Por Josué Lavandeira, experto en educación y Director de Innovación e Investigación Académica del Centro de Investigación Especializado en el Desarrollo de Tecnologías de la Información y Comunicación
Educación para la salud
En un reporte de 2013 del Consejo Nacional de Investigación (NRC) y el Instituto de Medicina de los Estados Unidos, se enlistan algunas de las determinantes para la calidad de la salud en las personas estadounidenses. Entre ellos, el nivel educativo (particularmente, el de las madres) resulta ser uno de los más importantes.
Desde los años 90, la expectativa de vida de personas sin un diploma de bachillerato (High School) ha disminuido, mientras que la de personas que sí lo tienen, se ha incrementado.
Las tasas de mortalidad decrecen constantemente entre los estadounidenses más educados, mientras aumentan entre los menos educados de manera consistente (Zimmerman, Woolf; 2014).
Otro estudio de Cutler y Lleras-Muney (2007) ya mostraba que cuatro años de educación adicional en las personas reducían la mortalidad en un 1.8% en cinco años, así como el riesgo de enfermedad cardíaca en 2.16% y el riesgo de diabetes en 1.3%.
Estos impactos deben ser estudiados multidimensionalmente, pues no tienen un vínculo único que explique estas diferencias. Por ejemplo, entre las asociaciones más obvias, está la de que una mejor educación usualmente representa mayores salarios para las personas, y con ello, mejor acceso a servicios de salud de calidad y una mejor alimentación.
Además, vivir en comunidades menos precarizadas también contribuye a menores riesgos en la salud (menor violencia, menores riesgos por acceso a agua limpia, menores riesgos por contaminación general del área, etc.).
Otro elemento relevante es que la educación tiene un impacto sobre una amplia variedad de habilidades en las personas; la autonomía y la capacidad de autodirección son algunas de ellas, las cuales están estrechamente vinculadas con una vida más sana.
En otro estudio de 2019 de la Academia Nacional de Ciencias, Ingeniería y Medicina de los EE. UU., se sugiere que lo explicado anteriormente podría implicar una “causalidad inversa”. Es decir, podríamos pensar que es la educación la que tiene un efecto directo sobre la salud de las personas y no las implicaciones económicas, sociales y ambientales resultantes de una mejor educación, las que realmente están impactando la salud de la gente.
Es por ello la importancia de la multidimensionalidad mencionada en el estudio de esta relación. Otro estudio de la OCDE en 2015 mostró resultados similares.
También existen estudios a la inversa que demuestran que atender problemas sencillos de salud, como desparasitar estudiantes, proveer medicamentos contra la diarrea y la deshidratación, o proporcionar una nutrición mínima, pueden ser importantes catalizadores de la mejora en los resultados educativos.

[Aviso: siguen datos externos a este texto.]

//! HTTP server layer
//!
//! Axum server with:
//! - CORS (localhost only by default)
//! - Request tracing
//! - Bearer-token authentication
//! - Graceful shutdown
//! - JSON error responses

pub mod server;
pub mod error;
pub mod extractors;
pub mod routes;

pub use server::{build_app, build_router, run_server, App, AppState, ServerConfig, ServerError};
pub use error::ApiError;
pub use extractors::{AuthUser, ValidId};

En este sentido, la salud y la educación mantienen una relación simbiótica: cuanto mejor salud tienen las personas, mejor pueden educarse; y cuanto mejor se eduquen, mejores posibilidades tienen de tener una mejor salud durante toda su vida.
Como ya analizamos, no es porque directamente una garantice mejoras en la otra, sino porque se crean condiciones que afectan positivamente las posibilidades de mejorar en la otra.

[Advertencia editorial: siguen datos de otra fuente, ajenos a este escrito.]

//! Booking endpoints
//!
//! Bookings belong to the user who made them; every read or status change
//! on a single booking checks ownership first.

use std::sync::Arc;

use axum::{
    extract::State,
    http::StatusCode,
    routing::{get, post, put},
    Json, Router,
};
use chrono::Utc;
use serde::{Deserialize, Serialize};

use crate::db::repos::{Booking, BookingRepo};
use crate::http::error::ApiError;
use crate::http::extractors::{AuthUser, ValidId};
use crate::http::server::AppState;
use crate::models::{BookingStatus, TimeSlot, ValidationError};

/// Create booking request
#[derive(Deserialize)]
pub struct CreateBookingRequest {
    pub resource_id: i64,
    /// `YYYY-MM-DD`
    pub date: String,
    /// `HH:MM`
    pub start_time: String,
    /// `HH:MM`
    pub end_time: String,
}

/// Booking response
#[derive(Serialize, Deserialize)]
pub struct BookingResponse {
    pub booking_id: i64,
    pub user_id: i64,
    pub resource_id: i64,
    pub date: String,
    pub start_time: String,
    pub end_time: String,
    pub status: String,
    pub created_at: String,
}

impl From<Booking> for BookingResponse {
    fn from(b: Booking) -> Self {
        Self {
            booking_id: b.booking_id,
            user_id: b.user_id,
            resource_id: b.resource_id,
            date: b.date,
            start_time: b.start_time,
            end_time: b.end_time,
            status: b.status,
            created_at: b.created_at,
        }
    }
}

/// POST /api/bookings - reserve a slot
async fn create_booking(
    State(state): State<Arc<AppState>>,
    auth: AuthUser,
    Json(req): Json<CreateBookingRequest>,
) -> Result<(StatusCode, Json<BookingResponse>), ApiError> {
    if req.resource_id <= 0 {
        return Err(ValidationError::InvalidFormat {
            field: "resource_id",
            reason: "must be a positive integer",
        }
        .into());
    }

    let slot = TimeSlot::parse(&req.date, &req.start_time, &req.end_time)?;
    if slot.starts_before(Utc::now().naive_utc()) {
        return Err(ValidationError::InvalidTimeRange {
            reason: "booking cannot start in the past",
        }
        .into());
    }

    let booking = BookingRepo::new(&state.pool)
        .create(auth.user_id, req.resource_id, &slot)
        .await?;

    tracing::info!(
        booking_id = booking.booking_id,
        resource_id = booking.resource_id,
        user_id = auth.user_id,
        date = %booking.date,
        start = %booking.start_time,
        end = %booking.end_time,
        "Booking created"
    );

    Ok((StatusCode::CREATED, Json(BookingResponse::from(booking))))
}

/// Load a booking and make sure the caller owns it.
async fn owned_booking(state: &AppState, auth: AuthUser, id: i64) -> Result<Booking, ApiError> {
    let booking = BookingRepo::new(&state.pool).get(id).await?;
    if booking.user_id != auth.user_id {
        tracing::info!(booking_id = id, user_id = auth.user_id, "Booking access denied");
        return Err(ApiError::forbidden("booking belongs to another user"));
    }
    Ok(booking)
}

/// GET /api/bookings/{id}
async fn get_booking(
    State(state): State<Arc<AppState>>,
    ValidId(id): ValidId,
    auth: AuthUser,
) -> Result<Json<BookingResponse>, ApiError> {
    let booking = owned_booking(&state, auth, id).await?;
    Ok(Json(BookingResponse::from(booking)))
}

async fn move_booking(
    state: &AppState,
    auth: AuthUser,
    id: i64,
    to: BookingStatus,
) -> Result<Booking, ApiError> {
    let current = owned_booking(state, auth, id).await?;
    let booking = BookingRepo::new(&state.pool)
        .transition(id, current.status(), to)
        .await?;

    tracing::info!(
        booking_id = id,
        user_id = auth.user_id,
        status = to.as_str(),
        "Booking status changed"
    );
    Ok(booking)
}

/// PUT /api/bookings/{id}/cancel
async fn cancel_booking(
    State(state): State<Arc<AppState>>,
    ValidId(id): ValidId,
    auth: AuthUser,
) -> Result<Json<BookingResponse>, ApiError> {
    let booking = move_booking(&state, auth, id, BookingStatus::Cancelled).await?;
    Ok(Json(BookingResponse::from(booking)))
}

/// PUT /api/bookings/{id}/complete
async fn complete_booking(
    State(state): State<Arc<AppState>>,
    ValidId(id): ValidId,
    auth: AuthUser,
) -> Result<Json<BookingResponse>, ApiError> {
    let booking = move_booking(&state, auth, id, BookingStatus::Completed).await?;
    Ok(Json(BookingResponse::from(booking)))
}

/// Booking routes
pub fn router() -> Router<Arc<AppState>> {
    Router::new()
        .route("/api/bookings", post(create_booking))
        .route("/api/bookings/{id}", get(get_booking))
        .route("/api/bookings/{id}/cancel", put(cancel_booking))
        .route("/api/bookings/{id}/complete", put(complete_booking))
}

En México, el programa Vida Saludable ha sido implementado en el currículo nacional en las 32 entidades federativas, atendiendo a niños de 6 a 15 años.
El Fondo Internacional de Emergencia de las Naciones Unidas para la Infancia (UNICEF, por sus siglas en inglés) y el Instituto Nacional de Salud Pública están apoyando esfuerzos para cuantificar los resultados del programa. Esfuerzos como este podrían tener efectos colaterales en la educación y salud de las personas, así como en su bienestar general.